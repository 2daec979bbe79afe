//! The in-memory blob index: the runtime `ChunkId -> BlobDescriptor`
//! mapping a backup run consults before uploading a chunk, rebuilt at
//! the start of every population cycle from the persistent cache, the
//! current snapshot set and a fresh backend listing.

use std::collections::HashMap;

use repo_datastore::{BlobDescriptor, BlobInfo, ChunkId, Snapshot};

use crate::cache::BlobCache;

/// Write-once-per-chunk mapping populated by [`BlobIndex::populate`].
#[derive(Default)]
pub struct BlobIndex {
    entries: HashMap<ChunkId, BlobDescriptor>,
}

impl BlobIndex {
    pub fn new() -> Self {
        Self::default()
    }

    /// Rebuild the index from scratch: backend listing, minus
    /// quarantined ids, plus the persistent cache, plus every
    /// snapshot's own `blobsMap`.
    pub fn populate(&mut self, cache: &BlobCache, backend_blobs: &[BlobInfo], snapshots: &[Snapshot]) {
        self.entries.clear();

        let mut allowed: HashMap<[u8; 32], u64> =
            backend_blobs.iter().map(|info| (info.id, info.size)).collect();

        for quarantined in cache.get_quarantine() {
            if let Ok(raw) = hex::decode(&quarantined) {
                if let Ok(id) = <[u8; 32]>::try_from(raw.as_slice()) {
                    allowed.remove(&id);
                }
            }
        }

        for (chunk_id, blob) in cache.load(&allowed) {
            self.entries.insert(chunk_id, blob);
        }

        for snapshot in snapshots {
            for (chunk_id, blob) in &snapshot.blobs_map {
                match allowed.get(&blob.id) {
                    Some(&size) if size == blob.length => {
                        self.put_if_absent(*chunk_id, blob.clone());
                    }
                    Some(&size) => log::warn!(
                        "snapshot {} references blob {} with length {} but backend reports {}",
                        snapshot.token,
                        blob.id_hex(),
                        blob.length,
                        size
                    ),
                    None => log::warn!(
                        "snapshot {} references blob {} which is not on the backend",
                        snapshot.token,
                        blob.id_hex()
                    ),
                }
            }
        }
    }

    fn put_if_absent(&mut self, chunk_id: ChunkId, blob: BlobDescriptor) {
        match self.entries.get(&chunk_id) {
            Some(existing) if existing.id != blob.id => {
                log::warn!(
                    "chunk {} already mapped to blob {}, ignoring conflicting blob {}",
                    chunk_id,
                    existing.id_hex(),
                    blob.id_hex()
                );
            }
            Some(_) => {}
            None => {
                self.entries.insert(chunk_id, blob);
            }
        }
    }

    pub fn get(&self, chunk_id: &ChunkId) -> Option<&BlobDescriptor> {
        self.entries.get(chunk_id)
    }

    pub fn contains_all(&self, chunk_ids: &[ChunkId]) -> bool {
        chunk_ids.iter().all(|id| self.entries.contains_key(id))
    }

    pub fn len(&self) -> usize {
        self.entries.len()
    }

    pub fn is_empty(&self) -> bool {
        self.entries.is_empty()
    }

    /// Insert `(chunk_id, blob)` only if `chunk_id` is absent, and in
    /// that case also persist it to the cache. A no-op (on both the
    /// index and the cache) if `chunk_id` is already mapped.
    pub fn save_new_blob(
        &mut self,
        cache: &BlobCache,
        chunk_id: ChunkId,
        blob: BlobDescriptor,
    ) -> anyhow::Result<()> {
        if self.entries.contains_key(&chunk_id) {
            return Ok(());
        }
        cache.save_new_blob(&chunk_id, &blob)?;
        self.entries.insert(chunk_id, blob);
        Ok(())
    }
}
————————
Task brief:
The lines to quote run from the one containing "cache.save_new_blob(&chunk_id, &blob)?;" through the final line of the material above; please give them exactly, both ends included, and nothing else.

Solution to the problem:
        cache.save_new_blob(&chunk_id, &blob)?;
        self.entries.insert(chunk_id, blob);
        Ok(())
    }
}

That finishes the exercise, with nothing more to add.